Any help would be appreciated. Thanks in advance.
=====================================
the code i use is as follows. Basic i use the same code as the example in sklearn document
def plot_learning_curve(estimator, title, X, y, ylim=None, cv=None,
n_jobs=1, train_sizes=np.linspace(.1, 1.0, 5)):
plt.figure()
plt.title(title)
if ylim is not None:
plt.ylim(*ylim)
plt.xlabel("Training examples")
plt.ylabel("Score")
train_sizes, train_scores, test_scores = learning_curve(
estimator, X, y, cv=cv, n_jobs=n_jobs, train_sizes=train_sizes)
train_scores_mean = np.mean(train_scores, axis=1)
train_scores_std = np.std(train_scores, axis=1)
test_scores_mean = np.mean(test_scores, axis=1)
test_scores_std = np.std(test_scores, axis=1)
plt.grid()
plt.fill_between(train_sizes, train_scores_mean - train_scores_std,
train_scores_mean + train_scores_std, alpha=0.1,
color="r")
plt.fill_between(train_sizes, test_scores_mean - test_scores_std,
test_scores_mean + test_scores_std, alpha=0.1, color="g")
plt.plot(train_sizes, train_scores_mean, 'o-', color="r",
label="Training score")
plt.plot(train_sizes, test_scores_mean, 'o-', color="g",
label="Cross-validation score")
plt.legend(loc="best")
return plt
title = "Learning Curves (GBDT)"
# Cross validation with 100 iterations to get smoother mean test and train
# score curves, each time with 20% data randomly selected as a validation set.

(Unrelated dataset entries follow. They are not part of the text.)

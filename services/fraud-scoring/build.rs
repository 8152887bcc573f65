fn main() -> Result<(), Box<dyn std::error::Error>> {
    tonic_build::configure()
        .build_server(false)
        .build_client(true)
        .compile(&["proto/user_transactions.proto"], &["proto"])?;
    Ok(())
}
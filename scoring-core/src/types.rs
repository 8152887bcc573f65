//! Core types for fraud scoring

use crate::{Error, Result};
use chrono::{DateTime, Duration, Utc};
use rust_decimal::Decimal;
use serde::{Deserialize, Serialize};
use std::fmt;
use std::str::FromStr;

// ============================================================================
// Inbound transaction (validation input)
// ============================================================================

/// Checkout transaction as received from the payment platform
#[derive(Debug, Clone, Default, PartialEq, Serialize, Deserialize)]
pub struct Transaction {
    /// Buyer and seller
    pub participants: Participants,

    /// Checkout details
    pub checkout: Checkout,

    /// Payment line item
    pub payment: Payment,
}

/// Parties involved in a transaction
#[derive(Debug, Clone, Default, PartialEq, Serialize, Deserialize)]
pub struct Participants {
    /// Buyer
    pub buyer: BuyerInfo,

    /// Seller
    pub seller: SellerInfo,
}

/// Buyer identity
#[derive(Debug, Clone, Default, PartialEq, Serialize, Deserialize)]
pub struct BuyerInfo {
    /// National document number
    pub document: String,

    /// Full name
    pub name: String,
}

/// Seller identity
#[derive(Debug, Clone, Default, PartialEq, Serialize, Deserialize)]
pub struct SellerInfo {
    /// Seller identifier
    pub seller_id: String,
}

/// Checkout session
#[derive(Debug, Clone, Default, PartialEq, Serialize, Deserialize)]
pub struct Checkout {
    /// Checkout (order) id
    pub id: String,

    /// Card used for payment
    pub card: CardInfo,

    /// When the checkout happened
    pub occurred_at: Option<DateTime<Utc>>,
}

impl Checkout {
    /// Checkout happened no longer than `max_age` before `now`
    pub fn is_recent(&self, max_age: Duration, now: DateTime<Utc>) -> bool {
        match self.occurred_at {
            Some(at) => now
                .checked_sub_signed(max_age)
                .map_or(true, |oldest| at >= oldest),
            None => false,
        }
    }
}

/// Card reference and payment token
#[derive(Debug, Clone, Default, PartialEq, Serialize, Deserialize)]
pub struct CardInfo {
    /// Masked (`****1234`) or full card number
    pub card_info: String,

    /// Payment token
    pub token: String,
}

impl CardInfo {
    /// Card reference is in masked form: `****` followed by four digits
    pub fn is_masked(&self) -> bool {
        self.card_info.len() == 8
            && self.card_info.starts_with("****")
            && self.card_info[4..].chars().all(|c| c.is_ascii_digit())
    }
}

/// Payment line item
#[derive(Debug, Clone, Default, PartialEq, Serialize, Deserialize)]
pub struct Payment {
    /// Payment id
    pub id: String,

    /// Amount as sent on the wire
    pub amount: String,

    /// ISO 4217 currency code
    pub currency: String,

    /// Payment status (`pending`, `completed`, ...)
    pub status: String,
}

impl Payment {
    /// Parse the wire amount into a decimal
    pub fn parsed_amount(&self) -> Result<Decimal> {
        parse_amount(&self.amount)
    }
}
//! CloudEvents envelope (structured JSON mode)

use crate::{Error, Result};
use chrono::{DateTime, Utc};
use serde::de::DeserializeOwned;
use serde::{Deserialize, Serialize};
use std::collections::BTreeMap;
use uuid::Uuid;

/// CloudEvents version produced by this crate
pub const SPEC_VERSION: &str = "1.0";

/// Content type of JSON event data
pub const JSON_CONTENT_TYPE: &str = "application/json";

/// CloudEvent envelope
#[derive(Debug, Clone, PartialEq, Serialize, Deserialize)]
pub struct CloudEvent {
    /// Specification version
    pub specversion: String,

    /// Event id, unique per source
    pub id: String,

    /// Event producer
    pub source: String,

    /// Event type
    #[serde(rename = "type")]
    pub event_type: String,

    /// Subject within the source
    #[serde(default, skip_serializing_if = "Option::is_none")]
    pub subject: Option<String>,

    /// Production time
    #[serde(default, skip_serializing_if = "Option::is_none")]
    pub time: Option<DateTime<Utc>>,

    /// Content type of `data`
    #[serde(default, skip_serializing_if = "Option::is_none")]
    pub datacontenttype: Option<String>,

    /// Event payload
    #[serde(default, skip_serializing_if = "Option::is_none")]
    pub data: Option<serde_json::Value>,

    /// Extension attributes
    #[serde(flatten)]
    pub extensions: BTreeMap<String, serde_json::Value>,
}

impl CloudEvent {
    /// Create an event with a fresh id, the current time and JSON data
    pub fn new(
        event_type: impl Into<String>,
        source: impl Into<String>,
        data: serde_json::Value,
    ) -> Self {
        Self {
            specversion: SPEC_VERSION.to_string(),
            id: Uuid::new_v4().to_string(),
            source: source.into(),
            event_type: event_type.into(),
            subject: None,
            time: Some(Utc::now()),
            datacontenttype: Some(JSON_CONTENT_TYPE.to_string()),
            data: Some(data),
            extensions: BTreeMap::new(),
        }
    }

    /// Set subject
    pub fn with_subject(mut self, subject: impl Into<String>) -> Self {
        self.subject = Some(subject.into());
        self
    }

    /// Add a string extension attribute
    pub fn with_extension(mut self, name: impl Into<String>, value: impl Into<String>) -> Self {
        self.extensions
            .insert(name.into(), serde_json::Value::String(value.into()));
        self
    }

    /// String extension attribute
    pub fn extension(&self, name: &str) -> Option<&str> {
        self.extensions.get(name).and_then(|v| v.as_str())
    }

    /// Deserialize `data` into a typed payload
    pub fn data_as<T: DeserializeOwned>(&self) -> Result<T> {
        let data = self
            .data
            .clone()
            .ok_or_else(|| Error::InvalidEvent(format!("event {} has no data", self.id)))?;
        Ok(serde_json::from_value(data)?)
    }

    /// Serialize to bytes
    pub fn to_bytes(&self) -> Result<Vec<u8>> {
        Ok(serde_json::to_vec(self)?)
    }

    /// Deserialize from bytes, rejecting envelopes without required attributes
    pub fn from_bytes(bytes: &[u8]) -> Result<Self> {
        let event: CloudEvent = serde_json::from_slice(bytes)?;

        if event.id.is_empty() {
            return Err(Error::InvalidEvent("missing id".to_string()));
        }
        if event.source.is_empty() {
            return Err(Error::InvalidEvent("missing source".to_string()));
        }
        if event.event_type.is_empty() {
            return Err(Error::InvalidEvent("missing type".to_string()));
        }

        Ok(event)
    }
}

cv = ShuffleSplit(n_splits=100, test_size=0.2, random_state=0)
estimator = GradientBoostingClassifier(n_estimators=450)
X,y= features, target #features and target are already loaded
plot_learning_curve(estimator, title, X, y, ylim=(0.6, 1.01), cv=cv, n_jobs=4)
plt.show()
I would say you are overfitting. Considering you are using cross validation, the gap between the training and the cross-validation score is probably too big. Without cross validation or random splitting, it could be that your train and test data differ in some way.
There are a couple of ways you could try to mitigate this:
Add more data (the training score will probably still go down a little bit more)
Reduce the number of estimators, or even better, use early stopping
Increase gamma for prunning
Use subsampling (by tree, by column...)
There are lots of parameters that you can play with, so have some fun! :-D
First of all, your training accuracy goes down quite a bit when you add more examples. So this could still be high variance. However, I doubt that this is the only explanation as the gap seems to be too big.
A reason for a gap between the training accuracy and the test accuracy could be a different distribution of the training samples and the test samples. However, with cross-validation this should not happen (do you make a k-fold cross validation where you re-train for each of the k folds?)
You should pay more attention to your training accuracy. If it goes down during the training, you did something terribly wrong. Check again the correctness of your data (are your labels correct?) and your model.
Normally, both train and test accuracies should increase, but test accuracy is behind.